● EXERCISE
Under this line are the records; write out word for word the part that begins at the line containing "pub mod source;" and ends at the line containing "pub use manager::PlaybackManager;", and no more.

=== SUPPLIED INFORMATION ===

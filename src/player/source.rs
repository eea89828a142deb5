use crate::core::{MediaBuffer, Result, VideoFormat};

/// 读取选项
#[derive(Debug, Clone, Copy, Default, PartialEq, Eq)]
pub struct ReadOptions {
    /// 跳转到不晚于该时间的最近同步帧
    pub seek_to_us: Option<i64>,
    /// 跳过时间戳早于该值的帧（解码器内部丢弃，不输出）
    pub skip_frame_us: Option<i64>,
}

impl ReadOptions {
    pub fn seek_to(time_us: i64) -> Self {
        Self {
            seek_to_us: Some(time_us),
            skip_frame_us: None,
        }
    }
}

/// 一次读取的结果
#[derive(Debug, Clone, PartialEq, Eq)]
pub enum ReadOutcome {
    /// 一个带时间戳的数据单元
    Buffer(MediaBuffer),
    /// 码流不连续：后续数据可能使用不同的解码参数
    Discontinuity,
    /// 流结束
    EndOfStream,
}

/// 数据源缓存状态
#[derive(Debug, Clone, Copy, Default, PartialEq, Eq)]
pub struct CacheStatus {
    /// 已缓存但尚未消费的字节数
    pub cached_bytes: u64,
    /// 数据源直接给出的已缓存时长（例如 RTSP 会话的排队时长）
    pub cached_duration_us: Option<i64>,
    /// 数据源已读到末尾
    pub eos: bool,
}

/// 数据源（文件、HTTP 缓存、RTSP 会话……）
pub trait DataSource: Send + Sync {
    /// 建立连接，可能长时间阻塞
    fn connect(&self) -> Result<()>;

    /// 断开连接；必须能唤醒阻塞中的 `connect`，且自身不阻塞
    fn disconnect(&self);

    /// 总字节数（未知时为 None）
    fn size(&self) -> Option<u64> {
        None
    }

    /// 流式数据源返回缓存状态，本地文件返回 None
    fn cache_status(&self) -> Option<CacheStatus> {
        None
    }

    /// 实时源（没有终点、不可 seek）
    fn is_live(&self) -> bool {
        false
    }

    /// 获取描述信息（用于调试）
    fn description(&self) -> String;
}

/// 轨道元数据
#[derive(Debug, Clone, Default, PartialEq, Eq)]
pub struct TrackMeta {
    pub mime: String,
    pub bitrate: Option<i64>,
    pub duration_us: Option<i64>,
    pub width: Option<i32>,
    pub height: Option<i32>,
    /// 容器要求自动循环播放
    pub auto_loop: bool,
}

impl TrackMeta {
    pub fn is_video(&self) -> bool {
        self.mime.starts_with("video/")
    }

    pub fn is_audio(&self) -> bool {
        self.mime.starts_with("audio/")
    }
}

/// 单条基本流，按时间顺序产出压缩数据
pub trait MediaTrack: Send {
    fn read(&mut self, options: &ReadOptions) -> Result<ReadOutcome>;
}

/// 解封装器抽象接口
pub trait Extractor: Send {
    fn count_tracks(&self) -> usize;

    fn track_meta(&self, index: usize) -> Result<TrackMeta>;

    fn track(&mut self, index: usize) -> Result<Box<dyn MediaTrack>>;

    /// 是否支持 seek
    fn is_seekable(&self) -> bool {
        true
    }
}

/// 解码器（音频或视频）
///
/// 解码器可能有自己的内部线程；`stop` 返回前必须等这些线程退出
pub trait Decoder: Send {
    fn start(&mut self) -> Result<()>;

    fn stop(&mut self);

    fn read(&mut self, options: &ReadOptions) -> Result<ReadOutcome>;

    /// 当前输出格式（仅视频解码器）
    fn output_format(&self) -> Option<VideoFormat> {
        None
    }

    /// 拆出底层轨道，用于码流不连续时重建解码器
    fn into_track(self: Box<Self>) -> Box<dyn MediaTrack>;
}

/// 音频播放器（音频输出 + 音频解码驱动）
pub trait AudioPlayer: Send {
    /// `source_already_started`：解码器已由调用方启动
    fn start(&mut self, source_already_started: bool) -> Result<()>;

    /// `play_pending_samples`：把已写入设备的样本播完再停（EOS 时使用）
    fn pause(&mut self, play_pending_samples: bool);

    fn resume(&mut self);

    fn seek_to(&mut self, time_us: i64) -> Result<()>;

    /// 当前已播放到的媒体时间
    fn media_time_us(&self) -> i64;

    /// 精确知道自己播放位置时返回 (实时时间, 媒体时间) 映射
    fn media_time_mapping(&self) -> Option<(i64, i64)>;

    fn is_seeking(&self) -> bool;

    /// 到达流末尾时返回最终状态
    fn reached_eos(&self) -> Option<Result<()>>;

    /// 音频时钟：按已渲染样本计算的实时时间
    fn real_time_us(&self) -> i64;

    /// 停止并等待内部线程退出
    fn stop(&mut self);
}

/// 视频渲染器
pub trait Renderer: Send {
    fn render(&mut self, buffer: &MediaBuffer);
}
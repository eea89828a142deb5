// 播放器核心模块

pub mod backend;
pub mod buffering;
pub mod event_queue;
pub mod listener;
pub mod manager;
pub mod memory;
pub mod source;
pub mod sync;
mod seek;
mod session;
mod suspend;

pub use backend::MediaBackend;
pub use buffering::{BufferingAction, BufferingController, BufferingDecision, BufferingPhase};
pub use event_queue::{EventId, QueueHandle, TimedEventQueue};
pub use listener::{ChannelSink, InfoKind, Notification, NotificationSink, NullSink};
pub use manager::PlaybackManager;
pub use memory::{CacheControl, MemoryBackend, MemoryClip, RenderRecord};
pub use source::{
    AudioPlayer, CacheStatus, DataSource, Decoder, Extractor, MediaTrack, ReadOptions, ReadOutcome, Renderer,
    TrackMeta,
};
pub use sync::{ClockKind, ClockSynchronizer, FrameVerdict, TimeAnchor};
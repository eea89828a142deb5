use super::error::{PlayerError, Result};
use serde::{Deserialize, Serialize};
use std::path::Path;

/// 播放器配置
///
/// 所有水位线、时序阈值集中在这里，构造一次后传给各个组件。
/// 字段名与 JSON 配置一致（camelCase），缺省字段取默认值。
#[derive(Debug, Clone, PartialEq, Serialize, Deserialize)]
#[serde(rename_all = "camelCase", default)]
pub struct PlayerConfig {
    /// 低水位（微秒）：播放中缓存时长低于它进入缓冲
    pub low_watermark_us: i64,
    /// 高水位（微秒）：缓冲中缓存时长超过它恢复播放
    pub high_watermark_us: i64,
    /// 起播水位（微秒）：仅在准备阶段使用，实时源更快起播
    pub start_low_watermark_us: i64,
    /// 无法估算码率时使用的字节水位
    pub low_watermark_bytes: u64,
    pub high_watermark_bytes: u64,
    /// 缓冲检查周期
    pub buffering_check_interval_us: i64,
    /// 迟到超过该值的视频帧直接丢弃
    pub frame_lateness_drop_threshold_us: i64,
    /// 提前超过该值的视频帧延后再检查
    pub frame_early_reschedule_us: i64,
    /// 提前帧的重新检查延迟
    pub frame_early_delay_us: i64,
    /// 渲染一帧后下一次视频事件的间隔
    pub video_event_interval_us: i64,
    /// 音频状态（seek 完成 / EOS）轮询间隔
    pub audio_status_check_interval_us: i64,
    /// 有音频时视频是否使用漂移校正的系统时钟
    pub drift_correction: bool,
    /// 漂移校正单步上限
    pub drift_max_step_us: i64,
    /// stop/reset 等待数据源响应断开的上限，超时后强制放弃准备
    pub prepare_cancel_timeout_us: i64,
}

impl Default for PlayerConfig {
    fn default() -> Self {
        Self {
            low_watermark_us: 2_000_000,
            high_watermark_us: 5_000_000,
            start_low_watermark_us: 1_000_000,
            low_watermark_bytes: 40_000,
            high_watermark_bytes: 200_000,
            buffering_check_interval_us: 1_000_000,
            frame_lateness_drop_threshold_us: 60_000,
            frame_early_reschedule_us: 10_000,
            frame_early_delay_us: 10_000,
            video_event_interval_us: 10_000,
            audio_status_check_interval_us: 100_000,
            drift_correction: false,
            drift_max_step_us: 1_000,
            prepare_cancel_timeout_us: 5_000_000,
        }
    }
}

impl PlayerConfig {
    /// 从 JSON 字符串加载
    pub fn from_json_str(json: &str) -> Result<Self> {
        let config: PlayerConfig = serde_json::from_str(json)
            .map_err(|e| PlayerError::InvalidArgument(format!("配置解析失败: {}", e)))?;
        config.validate()?;
        Ok(config)
    }

    /// 从 JSON 文件加载
    pub fn from_json_file(path: impl AsRef<Path>) -> Result<Self> {
        let text = std::fs::read_to_string(path.as_ref())?;
        Self::from_json_str(&text)
    }

    pub fn validate(&self) -> Result<()> {
        if self.low_watermark_us <= 0 || self.high_watermark_us <= self.low_watermark_us {
            return Err(PlayerError::InvalidArgument(format!(
                "水位线无效: low={} high={}",
                self.low_watermark_us, self.high_watermark_us
            )));
        }
        if self.start_low_watermark_us <= 0 || self.start_low_watermark_us > self.high_watermark_us {
            return Err(PlayerError::InvalidArgument(format!(
                "起播水位无效: {}",
                self.start_low_watermark_us
            )));
        }
        if self.high_watermark_bytes <= self.low_watermark_bytes {
            return Err(PlayerError::InvalidArgument(format!(
                "字节水位无效: low={} high={}",
                self.low_watermark_bytes, self.high_watermark_bytes
            )));
        }
        let positive = [
            ("bufferingCheckIntervalUs", self.buffering_check_interval_us),
            ("frameLatenessDropThresholdUs", self.frame_lateness_drop_threshold_us),
            ("frameEarlyRescheduleUs", self.frame_early_reschedule_us),
            ("frameEarlyDelayUs", self.frame_early_delay_us),
            ("videoEventIntervalUs", self.video_event_interval_us),
            ("audioStatusCheckIntervalUs", self.audio_status_check_interval_us),
            ("prepareCancelTimeoutUs", self.prepare_cancel_timeout_us),
        ];
        for (name, value) in positive {
            if value <= 0 {
                return Err(PlayerError::InvalidArgument(format!("{} 必须为正数: {}", name, value)));
            }
        }
        Ok(())
    }

    /// 高低水位的中点，用于缓冲百分比和非实时源的起播判断
    ///
    /// 按 `low + (high - low) / 2` 计算，水位接近类型上限时也不会溢出
    pub fn midpoint_watermark_us(&self) -> i64 {
        self.low_watermark_us + (self.high_watermark_us - self.low_watermark_us) / 2
    }

    pub fn midpoint_watermark_bytes(&self) -> u64 {
        self.low_watermark_bytes + self.high_watermark_bytes.saturating_sub(self.low_watermark_bytes) / 2
    }
}

#[cfg(test)]
mod tests {
    use super::*;

    #[test]
    fn defaults_are_valid() {
        let config = PlayerConfig::default();
        config.validate().unwrap();
        assert_eq!(config.buffering_check_interval_us, 1_000_000);
        assert_eq!(config.frame_lateness_drop_threshold_us, 60_000);
        assert_eq!(config.midpoint_watermark_us(), 3_500_000);
    }

    #[test]
    fn midpoints_of_huge_watermarks() {
        let config = PlayerConfig {
            low_watermark_us: i64::MAX - 10,
            high_watermark_us: i64::MAX,
            start_low_watermark_us: 1,
            low_watermark_bytes: u64::MAX - 100,
            high_watermark_bytes: u64::MAX,
            ..PlayerConfig::default()
        };
        config.validate().unwrap();
        assert_eq!(config.midpoint_watermark_us(), i64::MAX - 5);
        assert_eq!(config.midpoint_watermark_bytes(), u64::MAX - 50);
        assert_eq!(PlayerConfig::default().midpoint_watermark_bytes(), 120_000);
    }

    #[test]
    fn partial_json_keeps_defaults() {
        let config = PlayerConfig::from_json_str(
            r#"{ "lowWatermarkUs": 1000000, "highWatermarkUs": 4000000, "driftCorrection": true }"#,
        )
        .unwrap();
        assert_eq!(config.low_watermark_us, 1_000_000);
        assert_eq!(config.high_watermark_us, 4_000_000);
        assert!(config.drift_correction);
        assert_eq!(config.frame_early_delay_us, 10_000);
    }

    #[test]
    fn rejects_inverted_watermarks() {
        let err = PlayerConfig::from_json_str(r#"{ "lowWatermarkUs": 6000000 }"#).unwrap_err();
        assert!(matches!(err, PlayerError::InvalidArgument(_)));
    }

    #[test]
    fn rejects_garbage() {
        assert!(PlayerConfig::from_json_str("not json").is_err());
        assert!(PlayerConfig::from_json_str(r#"{ "frameEarlyDelayUs": 0 }"#).is_err());
    }
}
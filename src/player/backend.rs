use super::source::{AudioPlayer, DataSource, Decoder, Extractor, MediaTrack, Renderer, TrackMeta};
use crate::core::{DataSourceDesc, Result, VideoFormat};
use std::sync::Arc;

/// 媒体后端 - 负责创建播放器依赖的所有协作组件
///
/// 播放器只通过这个工厂拿到数据源、解封装器、解码器、音频播放器和渲染器，
/// 自身不关心容器格式、编解码和输出设备。
///
/// 调用约定：
/// - `open_source` 只构造对象，不做阻塞 I/O；连接在 `DataSource::connect` 中完成
/// - 其余方法都在事件线程上、持有会话锁时调用，应当尽快返回
pub trait MediaBackend: Send + Sync {
    fn open_source(&self, desc: &DataSourceDesc) -> Result<Arc<dyn DataSource>>;

    fn create_extractor(&self, source: Arc<dyn DataSource>) -> Result<Box<dyn Extractor>>;

    fn create_decoder(&self, track: Box<dyn MediaTrack>, meta: &TrackMeta) -> Result<Box<dyn Decoder>>;

    /// 音频播放器接管已启动的音频解码器
    fn create_audio_player(&self, decoder: Box<dyn Decoder>, meta: &TrackMeta) -> Result<Box<dyn AudioPlayer>>;

    fn create_renderer(&self, format: &VideoFormat) -> Result<Box<dyn Renderer>>;

    /// 轻量本地渲染器：恢复时先显示冻结帧，默认与普通渲染器相同
    fn create_local_renderer(&self, format: &VideoFormat) -> Result<Box<dyn Renderer>> {
        self.create_renderer(format)
    }
}
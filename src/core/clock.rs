use parking_lot::Mutex;
use std::sync::atomic::{AtomicI64, Ordering};
use std::sync::Arc;
use std::time::Instant;

/// 实时时间源（微秒），返回值单调不减
pub trait TimeSource: Send + Sync {
    fn real_time_us(&self) -> i64;
}

/// 系统时钟 - 基于单调时钟 `Instant`
#[derive(Clone, Debug)]
pub struct SystemTimeSource {
    start: Instant,
}

impl SystemTimeSource {
    pub fn new() -> Self {
        Self {
            start: Instant::now(),
        }
    }
}

impl Default for SystemTimeSource {
    fn default() -> Self {
        Self::new()
    }
}

impl TimeSource for SystemTimeSource {
    fn real_time_us(&self) -> i64 {
        self.start.elapsed().as_micros() as i64
    }
}

/// 漂移校正时钟
///
/// 以系统时钟为基础，每次校正只向音频时钟靠拢一小步，
/// 吸收音频硬件延迟带来的缓慢漂移而不产生可见跳变
pub struct DriftCorrectedClock {
    base: SystemTimeSource,
    max_step_us: i64,
    inner: Mutex<DriftInner>,
}

struct DriftInner {
    offset_us: i64,
    last_us: i64,
}

impl DriftCorrectedClock {
    pub fn new(max_step_us: i64) -> Self {
        Self {
            base: SystemTimeSource::new(),
            max_step_us: max_step_us.max(0),
            inner: Mutex::new(DriftInner {
                offset_us: 0,
                last_us: 0,
            }),
        }
    }

    /// 向目标时间（音频时钟的"现在"）靠拢，单步不超过 `max_step_us`
    pub fn nudge_toward(&self, target_us: i64) {
        let mut inner = self.inner.lock();
        let current = self.base.real_time_us() + inner.offset_us;
        let step = (target_us - current).clamp(-self.max_step_us, self.max_step_us);
        inner.offset_us += step;
    }

    /// 直接对齐到目标时间（重新锚定时使用），同时重置单调基准
    pub fn align_to(&self, target_us: i64) {
        let mut inner = self.inner.lock();
        inner.offset_us = target_us - self.base.real_time_us();
        inner.last_us = target_us;
    }

    pub fn offset_us(&self) -> i64 {
        self.inner.lock().offset_us
    }
}

impl TimeSource for DriftCorrectedClock {
    fn real_time_us(&self) -> i64 {
        let mut inner = self.inner.lock();
        let now = (self.base.real_time_us() + inner.offset_us).max(inner.last_us);
        inner.last_us = now;
        now
    }
}

/// 手动时钟：时间只在调用 `advance`/`set` 时前进
#[derive(Clone, Debug, Default)]
pub struct ManualClock {
    now_us: Arc<AtomicI64>,
}

impl ManualClock {
    pub fn new(start_us: i64) -> Self {
        Self {
            now_us: Arc::new(AtomicI64::new(start_us)),
        }
    }

    pub fn advance(&self, delta_us: i64) {
        self.now_us.fetch_add(delta_us.max(0), Ordering::SeqCst);
    }

    pub fn set(&self, now_us: i64) {
        self.now_us.fetch_max(now_us, Ordering::SeqCst);
    }
}

impl TimeSource for ManualClock {
    fn real_time_us(&self) -> i64 {
        self.now_us.load(Ordering::SeqCst)
    }
}

#[cfg(test)]
mod tests {
    use super::*;

    #[test]
    fn system_clock_is_monotonic() {
        let clock = SystemTimeSource::new();
        let a = clock.real_time_us();
        std::thread::sleep(std::time::Duration::from_millis(2));
        let b = clock.real_time_us();
        assert!(b >= a + 1_000);
    }

    #[test]
    fn drift_correction_moves_in_bounded_steps() {
        let clock = DriftCorrectedClock::new(500);
        clock.nudge_toward(clock.real_time_us() + 10_000);
        assert_eq!(clock.offset_us(), 500);
        clock.nudge_toward(clock.real_time_us() + 10_000);
        assert_eq!(clock.offset_us(), 1_000);
    }

    #[test]
    fn drift_correction_never_runs_backwards() {
        let clock = DriftCorrectedClock::new(50_000);
        let before = clock.real_time_us();
        clock.nudge_toward(before - 1_000_000);
        assert!(clock.real_time_us() >= before);
    }

    #[test]
    fn manual_clock_only_moves_forward() {
        let clock = ManualClock::new(1_000);
        clock.advance(500);
        clock.set(200);
        assert_eq!(clock.real_time_us(), 1_500);
        clock.set(5_000);
        assert_eq!(clock.real_time_us(), 5_000);
    }
}
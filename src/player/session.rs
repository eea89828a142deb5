use super::backend::MediaBackend;
use super::buffering::{BufferingAction, BufferingController, BufferingPhase};
use super::event_queue::{EventId, QueueHandle};
use super::listener::{InfoKind, Notification, NotificationSink};
use super::seek::SeekState;
use super::source::{AudioPlayer, DataSource, Decoder, Extractor, ReadOptions, ReadOutcome, Renderer, TrackMeta};
use super::suspend::SuspensionSnapshot;
use super::sync::{ClockKind, ClockSynchronizer, FrameVerdict};
use crate::core::{
    log_ctx, DataSourceDesc, DriftCorrectedClock, Flow, FrozenFrame, MediaBuffer, MediaInfo, PixelFormat,
    PlaybackState, PlayerConfig, PlayerError, Result, StreamProtocol, SystemTimeSource, TimeSource, VideoFormat,
};
use log::{debug, error, info, warn};
use std::sync::Arc;

/// 连续损坏帧超过该数量时先让出事件线程
const MAX_CORRUPT_READS: u32 = 16;

/// 事件种类；每种事件同一时刻最多有一个在队列中
#[derive(Debug, Clone, Copy, PartialEq, Eq)]
pub(super) enum EventKind {
    AsyncPrepare,
    /// 连接线程已返回，结果暂存在 `Session::connect_result`
    ConnectDone,
    Video,
    StreamDone,
    Buffering,
    AudioStatus,
}

impl EventKind {
    const COUNT: usize = 6;
    const ALL: [EventKind; EventKind::COUNT] = [
        EventKind::AsyncPrepare,
        EventKind::ConnectDone,
        EventKind::Video,
        EventKind::StreamDone,
        EventKind::Buffering,
        EventKind::AudioStatus,
    ];

    fn index(self) -> usize {
        match self {
            EventKind::AsyncPrepare => 0,
            EventKind::ConnectDone => 1,
            EventKind::Video => 2,
            EventKind::StreamDone => 3,
            EventKind::Buffering => 4,
            EventKind::AudioStatus => 5,
        }
    }
}

/// 队列里流转的事件：种类 + 投递时的代数
///
/// 取消时代数加一，已出队但尚未拿到锁的旧事件据此被识别并丢弃
#[derive(Debug, Clone, Copy, PartialEq, Eq)]
pub(super) struct PlayerEvent {
    pub kind: EventKind,
    pub generation: u64,
}

#[derive(Debug, Default, Clone, Copy)]
struct EventSlot {
    id: Option<EventId>,
    generation: u64,
}

/// 异步准备所处的阶段
#[derive(Debug, Clone, Copy, PartialEq, Eq)]
pub(super) enum PreparePhase {
    Idle,
    /// 连接线程正在（不持锁）连接数据源
    Connecting,
    /// 已连接，等待起播缓存
    Buffering,
}

#[derive(Debug, Clone, Copy, PartialEq, Eq)]
pub(super) enum TrackKind {
    Audio,
    Video,
}

#[derive(Debug, Default, Clone, Copy)]
pub(super) struct SessionFlags {
    pub looping: bool,
    pub auto_looping: bool,
    pub audio_eos: bool,
    pub video_eos: bool,
    pub not_first_play: bool,
    pub first_frame_pending: bool,
    pub prepare_cancelled: bool,
    pub async_prepare: bool,
}

/// 播放会话
///
/// 所有字段都由 `PlaybackManager` 的会话锁保护；以 `_l` 结尾的方法
/// 要求调用方已持有该锁。事件处理函数在事件线程上执行，同样先加锁。
pub(super) struct Session {
    pub config: PlayerConfig,
    pub backend: Arc<dyn MediaBackend>,
    listener: Arc<dyn NotificationSink>,
    queue: QueueHandle<PlayerEvent>,
    slots: [EventSlot; EventKind::COUNT],
    system_clock: SystemTimeSource,
    drift_clock: DriftCorrectedClock,

    pub state: PlaybackState,
    pub flags: SessionFlags,
    pub prepare_phase: PreparePhase,
    pub prepare_epoch: u64,
    pub prepare_result: Option<Result<()>>,
    /// 本轮准备的连接结果，等待 ConnectDone 事件处理
    pub connect_result: Option<Result<()>>,

    pub source_desc: Option<DataSourceDesc>,
    pub connecting: Option<Arc<dyn DataSource>>,
    pub source: Option<Arc<dyn DataSource>>,
    extractor: Option<Box<dyn Extractor>>,
    pub seekable: bool,
    live: bool,
    pub duration_us: Option<i64>,
    bitrate: Option<i64>,
    video_meta: Option<TrackMeta>,
    audio_meta: Option<TrackMeta>,

    pub video_decoder: Option<Box<dyn Decoder>>,
    pub audio_decoder: Option<Box<dyn Decoder>>,
    pub audio_player: Option<Box<dyn AudioPlayer>>,
    pub renderer: Option<Box<dyn Renderer>>,
    pub renderer_is_local: bool,
    pub video_format: Option<VideoFormat>,
    pub held_frame: Option<MediaBuffer>,
    pub last_rendered: Option<MediaBuffer>,
    pub video_time_us: Option<i64>,
    last_position_us: i64,
    frames_rendered: u64,

    pub buffering: BufferingController,
    pub sync: ClockSynchronizer,
    pub seek: SeekState,
    pub watch_audio_seek: bool,
    pub watch_audio_eos: bool,
    stream_done: Option<(TrackKind, PlayerError)>,

    pub suspension: Option<SuspensionSnapshot>,
    pub pending_redisplay: Option<FrozenFrame>,
}
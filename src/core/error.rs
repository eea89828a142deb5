use serde::{Deserialize, Serialize};
use thiserror::Error;

/// 播放器错误
///
/// 所有变体都可以 `Clone`：异步准备的结果会被暂存，
/// 再交给同步 `prepare()` 的等待方或者通知回调。
#[derive(Error, Debug, Clone, PartialEq, Eq)]
pub enum PlayerError {
    #[error("参数无效: {0}")]
    InvalidArgument(String),

    #[error("当前状态不允许该操作: {0}")]
    InvalidState(String),

    #[error("无法连接数据源: {0}")]
    NotConnected(String),

    #[error("IO 错误: {0}")]
    Io(String),

    #[error("无法识别的媒体格式: {0}")]
    UnknownFormat(String),

    #[error("解码器初始化失败: {0}")]
    DecoderInitFailed(String),

    #[error("数据损坏: {0}")]
    DecodeCorrupt(String),

    #[error("等待数据超时")]
    Timeout,

    #[error("操作已取消")]
    Cancelled,

    #[error("资源耗尽: {0}")]
    ResourceExhausted(String),
}

impl From<std::io::Error> for PlayerError {
    fn from(e: std::io::Error) -> Self {
        match e.kind() {
            std::io::ErrorKind::TimedOut => PlayerError::Timeout,
            std::io::ErrorKind::NotConnected
            | std::io::ErrorKind::ConnectionRefused
            | std::io::ErrorKind::ConnectionReset
            | std::io::ErrorKind::ConnectionAborted => PlayerError::NotConnected(e.to_string()),
            _ => PlayerError::Io(e.to_string()),
        }
    }
}

/// 错误分类（用于 Error 通知的 ext1）
#[derive(Debug, Clone, Copy, PartialEq, Eq, Serialize, Deserialize)]
pub enum ErrorKind {
    InvalidArgument = 1,
    InvalidState = 2,
    NotConnected = 3,
    Io = 4,
    UnknownFormat = 5,
    DecoderInitFailed = 6,
    DecodeCorrupt = 7,
    Timeout = 8,
    Cancelled = 9,
    ResourceExhausted = 10,
}

impl PlayerError {
    pub fn kind(&self) -> ErrorKind {
        match self {
            PlayerError::InvalidArgument(_) => ErrorKind::InvalidArgument,
            PlayerError::InvalidState(_) => ErrorKind::InvalidState,
            PlayerError::NotConnected(_) => ErrorKind::NotConnected,
            PlayerError::Io(_) => ErrorKind::Io,
            PlayerError::UnknownFormat(_) => ErrorKind::UnknownFormat,
            PlayerError::DecoderInitFailed(_) => ErrorKind::DecoderInitFailed,
            PlayerError::DecodeCorrupt(_) => ErrorKind::DecodeCorrupt,
            PlayerError::Timeout => ErrorKind::Timeout,
            PlayerError::Cancelled => ErrorKind::Cancelled,
            PlayerError::ResourceExhausted(_) => ErrorKind::ResourceExhausted,
        }
    }

    /// 稳定的整数状态码（负数，便于跨进程透传）
    pub fn code(&self) -> i32 {
        match self {
            PlayerError::InvalidArgument(_) => -22,
            PlayerError::InvalidState(_) => -38,
            PlayerError::NotConnected(_) => -1003,
            PlayerError::Io(_) => -1004,
            PlayerError::UnknownFormat(_) => -1010,
            PlayerError::DecoderInitFailed(_) => -19,
            PlayerError::DecodeCorrupt(_) => -1007,
            PlayerError::Timeout => -110,
            PlayerError::Cancelled => -125,
            PlayerError::ResourceExhausted(_) => -12,
        }
    }

    /// 单个数据单元损坏可以跳过，不影响后续解码
    pub fn is_recoverable(&self) -> bool {
        matches!(self, PlayerError::DecodeCorrupt(_))
    }

    pub(crate) fn invalid_state(op: &str, state: impl std::fmt::Debug) -> Self {
        PlayerError::InvalidState(format!("{} 在 {:?} 状态下不可用", op, state))
    }
}

pub type Result<T> = std::result::Result<T, PlayerError>;

#[cfg(test)]
mod tests {
    use super::*;

    #[test]
    fn io_errors_map_onto_taxonomy() {
        let timeout: PlayerError = std::io::Error::new(std::io::ErrorKind::TimedOut, "slow").into();
        assert_eq!(timeout, PlayerError::Timeout);

        let refused: PlayerError =
            std::io::Error::new(std::io::ErrorKind::ConnectionRefused, "nope").into();
        assert_eq!(refused.kind(), ErrorKind::NotConnected);

        let other: PlayerError = std::io::Error::new(std::io::ErrorKind::Other, "disk").into();
        assert_eq!(other.kind(), ErrorKind::Io);
        assert_eq!(other.code(), -1004);
    }

    #[test]
    fn only_corrupt_units_are_recoverable() {
        assert!(PlayerError::DecodeCorrupt("bad nal".into()).is_recoverable());
        assert!(!PlayerError::DecoderInitFailed("gone".into()).is_recoverable());
        assert!(!PlayerError::Cancelled.is_recoverable());
    }
}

===

● EXERCISE OUTPUT
pub mod source;
pub mod sync;
mod seek;
mod session;
mod suspend;

pub use backend::MediaBackend;
pub use buffering::{BufferingAction, BufferingController, BufferingDecision, BufferingPhase};
pub use event_queue::{EventId, QueueHandle, TimedEventQueue};
pub use listener::{ChannelSink, InfoKind, Notification, NotificationSink, NullSink};
pub use manager::PlaybackManager;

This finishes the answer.